A lack of money can also be alleviated by a surfeit of time.  Thousands of large and successful internet communities and pressure-groups have arisen online in the past decade, which at first glance might contradict Painter’s suggestion that the Money Matters.  However, all these shoestring projects took months, if not years to grow.  MP’s like Featherstone who want to exploit new technologies need to put months, if not years into the project.  Launching a Twitter feed three weeks before election day means you can never build relationships, or gain a reputation as a trusted source of information, in time for that to pay dividends.

Digital Government

I am reading James Harkin’s Cyburbia at the moment.  The book charts how computers and networks change the way we think and interact, and how they have inspired new forms of cyber-realist art like Memento, Crash, 21 Gramms and Sweet Fanny Adams in Eden.  The new conversations that politicians are having with their constituents might be the analogous development in the world of politics.  However, these developments, which the Orange report chronicles, concern politicians, in particular politicans as representatives.  This is different from government and legislation, which still seems rooted in an earlier age.  Nick Clegg, during his leadership campaign, made this point in a speech to the SMF:

For young people don’t any longer just aspire to be in control of their lives. They expect it. They’re not waiting to be given the power to decide things for themselves. They’ve already got it. they’re already using it.
And choice isn’t something they hope for. It is something they are conditioned to – something they exercise instinctively, unconsciously, every hour of every day of the year.
Yet – and here’s the crucial point for the political community – this increasingly affluent, well educated, self confident cohort are still treated as supplicants when they knock on the government’s door.

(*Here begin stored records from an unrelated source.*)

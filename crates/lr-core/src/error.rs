//! # AppError
//!
//! Centralized error handling for LitReview.
//! Maps domain-specific failures to actionable error types.

use thiserror::Error;

/// The primary error type for all lr-core operations.
#[derive(Error, Debug)]
pub enum AppError {
    /// Resource not found (e.g., Ticket, Review, User)
    #[error("{0} not found with ID {1}")]
    NotFound(&'static str, String),

    /// Validation failure (e.g., headline too long, rating out of range)
    #[error("validation error: {0}")]
    Validation(String),

    /// No usable identity on the request
    #[error("unauthorized: {0}")]
    Unauthorized(String),

    /// Identity is known but does not own the resource
    #[error("forbidden: {0}")]
    Forbidden(String),

    /// Resource already exists (e.g., duplicate follow, taken username)
    #[error("conflict: {0}")]
    Conflict(String),

    /// Request body over a configured size limit
    #[error("too large: {0}")]
    TooLarge(String),

    /// Failure reported by a plugin (DB down, disk full). Passed through untouched.
    #[error(transparent)]
    Store(#[from] anyhow::Error),
}

/// Raised by a store when an insert collides with a uniqueness rule
/// (taken username, repeated follow edge). Travels inside `anyhow::Error`.
#[derive(Error, Debug)]
#[error("duplicate {0}")]
pub struct DuplicateEntry(pub &'static str);

impl AppError {
    /// Turns a store failure into `Conflict` when it is a [`DuplicateEntry`].
    pub fn conflict_on_duplicate(err: anyhow::Error, message: impl FnOnce() -> String) -> Self {
        if err.downcast_ref::<DuplicateEntry>().is_some() {
            AppError::Conflict(message())
        } else {
            AppError::Store(err)
        }
    }
}

/// A specialized Result type for LitReview logic.
pub type Result<T> = std::result::Result<T, AppError>;
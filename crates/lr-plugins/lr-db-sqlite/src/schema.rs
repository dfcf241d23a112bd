//! Table definitions, applied idempotently on pool start.

pub(crate) const STATEMENTS: &[&str] = &[
    "CREATE TABLE IF NOT EXISTS users (
        id          BLOB PRIMARY KEY NOT NULL,
        username    TEXT NOT NULL UNIQUE,
        created_at  TEXT NOT NULL
    )",
    "CREATE TABLE IF NOT EXISTS tickets (
        id                 BLOB PRIMARY KEY NOT NULL,
        title              TEXT NOT NULL,
        description        TEXT NOT NULL DEFAULT '',
        user_id            BLOB NOT NULL REFERENCES users(id) ON DELETE CASCADE,
        image              TEXT,
        created_at         TEXT NOT NULL,
        review_associated  BOOLEAN NOT NULL DEFAULT 0
    )",
    "CREATE TABLE IF NOT EXISTS reviews (
        id          BLOB PRIMARY KEY NOT NULL,
        ticket_id   BLOB REFERENCES tickets(id) ON DELETE CASCADE,
        rating      INTEGER NOT NULL CHECK (rating BETWEEN 0 AND 5),
        user_id     BLOB NOT NULL REFERENCES users(id) ON DELETE CASCADE,
        headline    TEXT NOT NULL,
        body        TEXT NOT NULL DEFAULT '',
        created_at  TEXT NOT NULL,
        starred     BOOLEAN NOT NULL DEFAULT 0,
        word_count  INTEGER NOT NULL DEFAULT 0
    )",
    "CREATE TABLE IF NOT EXISTS user_follows (
        id                BLOB PRIMARY KEY NOT NULL,
        user_id           BLOB NOT NULL REFERENCES users(id) ON DELETE CASCADE,
        followed_user_id  BLOB NOT NULL REFERENCES users(id) ON DELETE CASCADE,
        created_at        TEXT NOT NULL,
        UNIQUE (user_id, followed_user_id)
    )",
    "CREATE INDEX IF NOT EXISTS idx_tickets_user ON tickets(user_id)",
    "CREATE INDEX IF NOT EXISTS idx_reviews_user ON reviews(user_id)",
    "CREATE INDEX IF NOT EXISTS idx_reviews_ticket ON reviews(ticket_id)",
];
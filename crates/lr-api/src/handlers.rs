//! # lr-api Handlers
//!
//! This module coordinates the flow between HTTP requests and the core services.

use actix_multipart::Multipart;
use actix_web::{web, HttpResponse};
use chrono::Utc;
use futures_util::TryStreamExt;
use lr_core::error::AppError;
use lr_core::services::tickets::{NewTicket, TicketUpdate};
use lr_core::services::reviews::{NewReview, ReviewUpdate};
use lr_core::services::{follows, reviews, tickets, timeline};
use lr_core::traits::{MediaStore, PostStore};
use serde::Deserialize;
use serde_json::json;
use uuid::Uuid;

use crate::error::ApiResult;
use crate::extract::{CurrentUser, PageQuery};
use crate::views::{EntryView, PageView};

/// State shared across all Actix-web workers.
pub struct AppState {
    pub store: Box<dyn PostStore>,
    pub media: Box<dyn MediaStore>,
    /// Largest accepted image upload, in bytes
    pub max_upload_bytes: usize,
}

#[derive(Debug, Deserialize)]
pub struct UsernameBody {
    pub username: String,
}

/// Ticket and review submitted together.
#[derive(Debug, Deserialize)]
pub struct TicketWithReviewBody {
    pub ticket: NewTicket,
    pub review: NewReview,
}

// ── Users & follows ──────────────────────────────────────────────────────────

pub async fn register_user(
    data: web::Data<AppState>,
    body: web::Json<UsernameBody>,
) -> ApiResult<HttpResponse> {
    let user = follows::register_user(data.store.as_ref(), &body.username).await?;
    Ok(HttpResponse::Created().json(user))
}

pub async fn list_follows(data: web::Data<AppState>, user: CurrentUser) -> ApiResult<HttpResponse> {
    let subscriptions = follows::subscriptions(data.store.as_ref(), user.0.id).await?;
    Ok(HttpResponse::Ok().json(subscriptions))
}

pub async fn follow(
    data: web::Data<AppState>,
    user: CurrentUser,
    body: web::Json<UsernameBody>,
) -> ApiResult<HttpResponse> {
    let edge = follows::follow_user(data.store.as_ref(), user.0.id, &body.username).await?;
    Ok(HttpResponse::Created().json(edge))
}

pub async fn unfollow(
    data: web::Data<AppState>,
    user: CurrentUser,
    path: web::Path<Uuid>,
) -> ApiResult<HttpResponse> {
    follows::unfollow(data.store.as_ref(), user.0.id, path.into_inner()).await?;
    Ok(HttpResponse::NoContent().finish())
}

// ── Feeds ────────────────────────────────────────────────────────────────────

pub async fn global_feed(
    data: web::Data<AppState>,
    _user: CurrentUser,
    query: PageQuery,
) -> ApiResult<HttpResponse> {
    let page = timeline::global_feed(data.store.as_ref(), query.request()).await?;
    Ok(HttpResponse::Ok().json(PageView::new(page, data.media.as_ref())))
}

pub async fn own_feed(
    data: web::Data<AppState>,
    user: CurrentUser,
    query: PageQuery,
) -> ApiResult<HttpResponse> {
    let page = timeline::own_feed(data.store.as_ref(), user.0.id, query.request()).await?;
    Ok(HttpResponse::Ok().json(PageView::new(page, data.media.as_ref())))
}

pub async fn followed_feed(
    data: web::Data<AppState>,
    user: CurrentUser,
    query: PageQuery,
) -> ApiResult<HttpResponse> {
    let page = timeline::followed_feed(data.store.as_ref(), user.0.id, query.request()).await?;
    Ok(HttpResponse::Ok().json(PageView::new(page, data.media.as_ref())))
}

/// Posts of one given user (e.g. someone being followed).
pub async fn user_feed(
    data: web::Data<AppState>,
    _user: CurrentUser,
    path: web::Path<Uuid>,
    query: PageQuery,
) -> ApiResult<HttpResponse> {
    let owner = follows::get_user(data.store.as_ref(), path.into_inner()).await?;
    let page = timeline::own_feed(data.store.as_ref(), owner.id, query.request()).await?;
    Ok(HttpResponse::Ok().json(PageView::new(page, data.media.as_ref())))
}

pub async fn ticket_feed(
    data: web::Data<AppState>,
    _user: CurrentUser,
    query: PageQuery,
) -> ApiResult<HttpResponse> {
    let page = timeline::ticket_feed(data.store.as_ref(), query.request()).await?;
    Ok(HttpResponse::Ok().json(PageView::new(page, data.media.as_ref())))
}

pub async fn unreviewed_ticket_feed(
    data: web::Data<AppState>,
    _user: CurrentUser,
    query: PageQuery,
) -> ApiResult<HttpResponse> {
    let page = timeline::unreviewed_ticket_feed(data.store.as_ref(), query.request()).await?;
    Ok(HttpResponse::Ok().json(PageView::new(page, data.media.as_ref())))
}

pub async fn review_feed(
    data: web::Data<AppState>,
    _user: CurrentUser,
    query: PageQuery,
) -> ApiResult<HttpResponse> {
    let page = timeline::review_feed(data.store.as_ref(), query.request()).await?;
    Ok(HttpResponse::Ok().json(PageView::new(page, data.media.as_ref())))
}

// ── Tickets ──────────────────────────────────────────────────────────────────

pub async fn create_ticket(
    data: web::Data<AppState>,
    user: CurrentUser,
    body: web::Json<NewTicket>,
) -> ApiResult<HttpResponse> {
    let ticket = tickets::create_ticket(data.store.as_ref(), user.0.id, body.into_inner()).await?;
    Ok(HttpResponse::Created().json(EntryView::new(ticket, data.media.as_ref(), Utc::now())))
}

pub async fn view_ticket(
    data: web::Data<AppState>,
    _user: CurrentUser,
    path: web::Path<Uuid>,
) -> ApiResult<HttpResponse> {
    let ticket = tickets::get_ticket(data.store.as_ref(), path.into_inner()).await?;
    Ok(HttpResponse::Ok().json(EntryView::new(ticket, data.media.as_ref(), Utc::now())))
}

pub async fn edit_ticket(
    data: web::Data<AppState>,
    user: CurrentUser,
    path: web::Path<Uuid>,
    body: web::Json<TicketUpdate>,
) -> ApiResult<HttpResponse> {
    let ticket = tickets::edit_ticket(
        data.store.as_ref(),
        user.0.id,
        path.into_inner(),
        body.into_inner(),
    )
    .await?;
    Ok(HttpResponse::Ok().json(EntryView::new(ticket, data.media.as_ref(), Utc::now())))
}

pub async fn delete_ticket(
    data: web::Data<AppState>,
    user: CurrentUser,
    path: web::Path<Uuid>,
) -> ApiResult<HttpResponse> {
    tickets::delete_ticket(data.store.as_ref(), user.0.id, path.into_inner()).await?;
    Ok(HttpResponse::NoContent().finish())
}

/// Accepts a multipart form whose `image` field holds the picture.
pub async fn upload_ticket_image(
    data: web::Data<AppState>,
    user: CurrentUser,
    path: web::Path<Uuid>,
    mut payload: Multipart,
) -> ApiResult<HttpResponse> {
    let mut upload: Option<(Vec<u8>, String)> = None;

    while let Some(mut field) = payload.try_next().await.map_err(malformed_upload)? {
        if field.name() != "image" {
            continue;
        }
        let content_type = field
            .content_type()
            .map(|mime| mime.essence_str().to_string())
            .unwrap_or_default();

        let mut bytes = Vec::new();
        while let Some(chunk) = field.try_next().await.map_err(malformed_upload)? {
            if bytes.len() + chunk.len() > data.max_upload_bytes {
                return Err(AppError::TooLarge(format!(
                    "image exceeds {} bytes",
                    data.max_upload_bytes
                ))
                .into());
            }
            bytes.extend_from_slice(&chunk);
        }
        upload = Some((bytes, content_type));
    }

    let (bytes, content_type) =
        upload.ok_or_else(|| AppError::Validation("missing 'image' form field".into()))?;
    let ticket = tickets::attach_image(
        data.store.as_ref(),
        data.media.as_ref(),
        user.0.id,
        path.into_inner(),
        bytes,
        &content_type,
    )
    .await?;
    Ok(HttpResponse::Ok().json(EntryView::new(ticket, data.media.as_ref(), Utc::now())))
}

fn malformed_upload(err: actix_multipart::MultipartError) -> AppError {
    AppError::Validation(format!("malformed upload: {err}"))
}

// ── Reviews ──────────────────────────────────────────────────────────────────

pub async fn create_review_with_ticket(
    data: web::Data<AppState>,
    user: CurrentUser,
    body: web::Json<TicketWithReviewBody>,
) -> ApiResult<HttpResponse> {
    let TicketWithReviewBody { ticket, review } = body.into_inner();
    let (ticket, review) =
        reviews::create_review_with_ticket(data.store.as_ref(), user.0.id, ticket, review).await?;

    let now = Utc::now();
    Ok(HttpResponse::Created().json(json!({
        "ticket": EntryView::new(ticket, data.media.as_ref(), now),
        "review": EntryView::new(review, data.media.as_ref(), now),
    })))
}

pub async fn create_review_on_ticket(
    data: web::Data<AppState>,
    user: CurrentUser,
    path: web::Path<Uuid>,
    body: web::Json<NewReview>,
) -> ApiResult<HttpResponse> {
    let review = reviews::create_review_on_ticket(
        data.store.as_ref(),
        user.0.id,
        path.into_inner(),
        body.into_inner(),
    )
    .await?;
    Ok(HttpResponse::Created().json(EntryView::new(review, data.media.as_ref(), Utc::now())))
}

pub async fn view_review(
    data: web::Data<AppState>,
    _user: CurrentUser,
    path: web::Path<Uuid>,
) -> ApiResult<HttpResponse> {
    let review = reviews::get_review(data.store.as_ref(), path.into_inner()).await?;
    Ok(HttpResponse::Ok().json(EntryView::new(review, data.media.as_ref(), Utc::now())))
}

pub async fn edit_review(
    data: web::Data<AppState>,
    user: CurrentUser,
    path: web::Path<Uuid>,
    body: web::Json<ReviewUpdate>,
) -> ApiResult<HttpResponse> {
    let review = reviews::edit_review(
        data.store.as_ref(),
        user.0.id,
        path.into_inner(),
        body.into_inner(),
    )
    .await?;
    Ok(HttpResponse::Ok().json(EntryView::new(review, data.media.as_ref(), Utc::now())))
}

pub async fn delete_review(
    data: web::Data<AppState>,
    user: CurrentUser,
    path: web::Path<Uuid>,
) -> ApiResult<HttpResponse> {
    reviews::delete_review(data.store.as_ref(), user.0.id, path.into_inner()).await?;
    Ok(HttpResponse::NoContent().finish())
}

/// Liveness probe.
pub async fn index() -> HttpResponse {
    HttpResponse::Ok().json(json!({ "service": "litreview", "status": "ok" }))
}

The MySociety projects (like TheyWorkForYou, WhatDoTheyKnow and FixMyStreet) are changing this, but it ios noteworthy that these are not government innovations.  Direct.gov makes an attempt, but this is largely about administration of existing services, rather than introducing a different relationship between the government and the governed.  I have previously sketched how this relationship might look, the beginnings of a cyber-realist politics – rather than hold central records of all our comings-and-goings, the process might be entirely reversed, with each citizen granting access to our records (NHS, benefits, tax, MOT, &ct) to civil servants, should we want to take advantage of a government service.  My own ideas probably need a little refinement, but it would be interesting to know whether similar approaches are being seriously considered outside of the groovy think-tanks like Demos.
Additionally, the formal lawmaking process seems rooted in the nineteenth century.  Debates are cut-short or undermined by pathetic time allocations and the whipping process, and the actual legislation produced by parliament is all but inpentrable to the layman.  A cyber-leglislative approach, on the other hand, might see each clause and sub-clause given its own hyperlinked web-page.  Debates could be exposed via webcams and interactive archives, rather than being buried in Hansard, which even in its online incarnation is still clunky metaphor for the printed and bound document, rather than a living, interactive resource we can all access and understand.
The Orange Digital Election Analysis shows that the task of persuading MPs to modernise is already well underway.  Now for the Lords, the civil servants, and the bewigged, stockinged clerks in the Palace of Westminster.